Find more celebration posts at Ruth’s blog.

 

Holy Week always brings up for me a mixture of feelings.  I feel a call to silent contemplation.  Years ago I offered a Good Friday meditation.  It originally came out of a prayer vigil from Maundy Thursday to Easter Sunday.  I had signed up for the 6 AM time slot and was moved by the rising of the sun as I sat alone in the quiet church.  We don’t have a vigil anymore, but the idea of sitting in quiet meditation early in the morning of Good Friday is still something I want to experience and share.

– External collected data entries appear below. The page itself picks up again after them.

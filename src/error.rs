use thiserror::Error;

/// Crate-wide result type alias.
pub type Result<T> = std::result::Result<T, Error>;

/// Error type for the collision engine, configuration layer and diagnostics.
///
/// The per-tick engine path never returns an error to its caller; `DegenerateGeometry`
/// is produced and consumed internally while a tick is being resolved.
#[derive(Debug, Error)]
pub enum Error {
    /// Invalid user, API or configuration parameter.
    #[error("invalid parameter: {0}")]
    InvalidParam(String),

    /// A population requested a radius above the configured maximum.
    #[error("radius {radius} exceeds the maximum allowed radius of {limit}")]
    RadiusTooLarge { radius: f64, limit: f64 },

    /// Two particle centers are (nearly) coincident, so no contact normal exists.
    #[error("degenerate geometry: {0}")]
    DegenerateGeometry(String),

    /// A diagnostic was requested over too few samples.
    #[error("insufficient samples: {0}")]
    InsufficientSamples(String),

    /// Malformed configuration document.
    #[error(transparent)]
    Json(#[from] serde_json::Error),

    /// Propagated I/O errors (configuration files).
    #[error(transparent)]
    Io(#[from] std::io::Error),
}
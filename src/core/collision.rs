use std::ops::AddAssign;

/// The four axis-aligned arena walls.
///
/// Left/top sit at coordinate 0, right/bottom at the arena width/height.
#[derive(Debug, Clone, Copy, PartialEq, Eq)]
pub enum Wall {
    Left,
    Right,
    Top,
    Bottom,
}

impl Wall {
    pub const ALL: [Wall; 4] = [Wall::Left, Wall::Right, Wall::Top, Wall::Bottom];

    /// Index of the coordinate this wall is normal to (0 = x, 1 = y).
    #[inline]
    pub fn axis(self) -> usize {
        match self {
            Wall::Left | Wall::Right => 0,
            Wall::Top | Wall::Bottom => 1,
        }
    }

    /// True for the wall at the far end of its axis.
    #[inline]
    pub fn is_max(self) -> bool {
        matches!(self, Wall::Right | Wall::Bottom)
    }

    /// Whether a particle at coordinate `x` with velocity component `v` along this wall's
    /// axis is within `radius` of a wall at `limit` and moving toward it.
    ///
    /// Proximity alone is not enough: a particle touching the wall but already leaving it
    /// must not be reflected again.
    #[inline]
    pub fn is_hit(self, x: f64, v: f64, radius: f64, limit: f64) -> bool {
        if self.is_max() {
            x >= limit - radius && v > 0.0
        } else {
            x <= radius && v < 0.0
        }
    }
}

/// Counts of what happened during one or more ticks.
#[derive(Debug, Clone, Copy, Default, PartialEq, Eq)]
pub struct TickSummary {
    /// Particle pairs whose velocities were exchanged.
    pub particle_collisions: usize,
    /// Wall-normal velocity components negated.
    pub wall_reflections: usize,
    /// Eligible-looking pairs skipped because their centers coincided.
    pub degenerate_pairs: usize,
}

impl TickSummary {
    #[inline]
    pub fn is_quiet(&self) -> bool {
        *self == TickSummary::default()
    }
}

impl AddAssign for TickSummary {
    fn add_assign(&mut self, rhs: Self) {
        self.particle_collisions += rhs.particle_collisions;
        self.wall_reflections += rhs.wall_reflections;
        self.degenerate_pairs += rhs.degenerate_pairs;
    }
}

#[cfg(test)]
mod tests {
    use super::*;

    #[test]
    fn axes_and_sides() {
        assert_eq!(Wall::Left.axis(), 0);
        assert_eq!(Wall::Bottom.axis(), 1);
        assert!(Wall::Right.is_max());
        assert!(!Wall::Top.is_max());
    }

    #[test]
    fn hit_requires_motion_toward_wall() {
        // Touching the left wall
        assert!(Wall::Left.is_hit(1.0, -0.5, 1.0, 0.0));
        assert!(!Wall::Left.is_hit(1.0, 0.5, 1.0, 0.0));
        assert!(!Wall::Left.is_hit(1.0, 0.0, 1.0, 0.0));
        // Touching the right wall at 100
        assert!(Wall::Right.is_hit(99.5, 1.0, 1.0, 100.0));
        assert!(!Wall::Right.is_hit(99.5, -1.0, 1.0, 100.0));
        // Far away
        assert!(!Wall::Right.is_hit(50.0, 1.0, 1.0, 100.0));
    }

    #[test]
    fn summaries_accumulate() {
        let mut total = TickSummary::default();
        assert!(total.is_quiet());
        total += TickSummary {
            particle_collisions: 2,
            wall_reflections: 1,
            degenerate_pairs: 0,
        };
        total += TickSummary {
            particle_collisions: 1,
            wall_reflections: 0,
            degenerate_pairs: 3,
        };
        assert_eq!(total.particle_collisions, 3);
        assert_eq!(total.wall_reflections, 1);
        assert_eq!(total.degenerate_pairs, 3);
        assert!(!total.is_quiet());
    }
}
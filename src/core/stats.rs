//! Diagnostics over particle state: energy, momentum, temperature and speed histograms.
//!
//! These are read-only views intended for the external layer that plots the speed
//! distribution of each species; nothing here feeds back into the engine.

use crate::core::geometry::{Vec2, DIM};
use crate::core::Particle;
use crate::error::{Error, Result};

/// Total kinetic energy of `particles`.
pub fn kinetic_energy(particles: &[Particle]) -> f64 {
    particles.iter().map(Particle::kinetic_energy).sum()
}

/// Total linear momentum of `particles`.
pub fn momentum(particles: &[Particle]) -> Vec2 {
    let mut total = [0.0_f64; DIM];
    for p in particles {
        for (t, pk) in total.iter_mut().zip(p.momentum()) {
            *t += pk;
        }
    }
    total
}

/// Kinetic temperature in 2D with k_B = 1: mean kinetic energy per particle.
///
/// Errors: `Error::InsufficientSamples` for an empty slice.
pub fn temperature(particles: &[Particle]) -> Result<f64> {
    if particles.is_empty() {
        return Err(Error::InsufficientSamples(
            "temperature needs at least one particle".into(),
        ));
    }
    Ok(kinetic_energy(particles) / particles.len() as f64)
}

/// Speeds grouped by species, in the order of `species`.
///
/// Species with no particles yield an empty list; particles of unlisted species are
/// ignored.
pub fn speeds_by_species(species: &[String], particles: &[Particle]) -> Vec<(String, Vec<f64>)> {
    species
        .iter()
        .map(|name| {
            let speeds = particles
                .iter()
                .filter(|p| p.type_name() == name)
                .map(Particle::speed)
                .collect();
            (name.clone(), speeds)
        })
        .collect()
}

/// Equal-width histogram of scalar samples (typically speeds).
#[derive(Debug, Clone, PartialEq)]
pub struct SpeedHistogram {
    /// Bin edges, `bins + 1` entries.
    pub edges: Vec<f64>,
    /// Sample count per bin.
    pub counts: Vec<f64>,
}

impl SpeedHistogram {
    /// Bin `values` into `bins` equal-width bins over `range`, or over the data's
    /// min..max when `range` is `None`.
    ///
    /// Values equal to the upper edge land in the last bin. With an explicit range,
    /// values outside it are dropped. If every sample is identical the single value
    /// fills the first bin of a unit-width range.
    ///
    /// Errors:
    /// - `Error::InvalidParam` for `bins == 0` or a non-finite/inverted range
    /// - `Error::InsufficientSamples` for empty `values`
    pub fn from_values(values: &[f64], bins: usize, range: Option<(f64, f64)>) -> Result<Self> {
        if bins == 0 {
            return Err(Error::InvalidParam("bins must be >= 1".into()));
        }
        let finite: Vec<f64> = values.iter().copied().filter(|v| v.is_finite()).collect();
        if finite.is_empty() {
            return Err(Error::InsufficientSamples(
                "histogram needs at least one finite value".into(),
            ));
        }

        let (lo, hi) = match range {
            Some((lo, hi)) => {
                if !lo.is_finite() || !hi.is_finite() || hi <= lo {
                    return Err(Error::InvalidParam(format!(
                        "histogram range ({lo}, {hi}) must be finite with min < max"
                    )));
                }
                (lo, hi)
            }
            None => {
                let lo = finite.iter().copied().fold(f64::INFINITY, f64::min);
                let hi = finite.iter().copied().fold(f64::NEG_INFINITY, f64::max);
                if hi > lo {
                    (lo, hi)
                } else {
                    (lo, lo + 1.0)
                }
            }
        };

        let width = (hi - lo) / bins as f64;
        let edges: Vec<f64> = (0..=bins).map(|k| lo + width * k as f64).collect();
        let mut counts = vec![0.0_f64; bins];
        for v in finite {
            if v < lo || v > hi {
                continue;
            }
            let bin = (((v - lo) / width) as usize).min(bins - 1);
            counts[bin] += 1.0;
        }
        Ok(Self { edges, counts })
    }

    #[inline]
    pub fn bins(&self) -> usize {
        self.counts.len()
    }

    /// Number of samples that were binned.
    pub fn total(&self) -> f64 {
        self.counts.iter().sum()
    }

    /// Counts divided by the tallest bin, so the peak is 1. All-zero stays all-zero.
    pub fn normalized(&self) -> Vec<f64> {
        let peak = self.counts.iter().copied().fold(0.0_f64, f64::max);
        if peak <= 0.0 {
            return vec![0.0; self.counts.len()];
        }
        self.counts.iter().map(|c| c / peak).collect()
    }
}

With four of us in the sanctuary, I read aloud Mary Oliver’s poem “I Happened to be Standing.”  Mary Oliver is a favorite poet of mine.  I love how simple and profound her poems are.  I searched for this one.  I remembered how it looked on the page, but I didn’t remember the title or which book it was published in.  I located five of her books around my home, none of them placed together.  Finally, A Thousand Mornings sang to me from the living room shelf, and there it was in all its humble glory.

I Happened to Be Standing

I don't know where prayers go,
     or what they do.
Do cats pray, while they sleep
     half-asleep in the sun?
Does the opossum pray as it
     crosses the street?
The sunflowers? The old black oak
     growing older every year?
I know I can walk through the world,
     along the shore or under the trees,
with my mind filled with things
     of little importance, in full
self-attendance. A condition I can't really
     call being alive
Is a prayer a gift, or a petition,
     or does it matter?
(Read and listen to the complete poem here.)

 

As I sat, I recalled Psalm 22 from the Maundy Thursday stripping of the altar. I wanted to respond to this psalm with my own psalm. I wrote:

Deus, Deus meus

My God, my God, why have you forgiven me?
The toll of the cardinal song
echoes You are my child.

Long ago, I carried a child in my own womb
felt her heart beat with mine,
felt the soft body roll inside.

Is this how you love me, God?

I held the hand of his father
as he passed into your light.
I let go of his quiet strength.

Is this how you love me, God?

When I think on these things,
I can know kindness.
I can hear stillness in the noise.
I can feel love in the bird’s song.

When you are near me, God,
My soul lives for you.

–Margaret Simon (c) 2018

Happy, Happy Easter! May you find joy in the quiet and love in the sounds of the birds!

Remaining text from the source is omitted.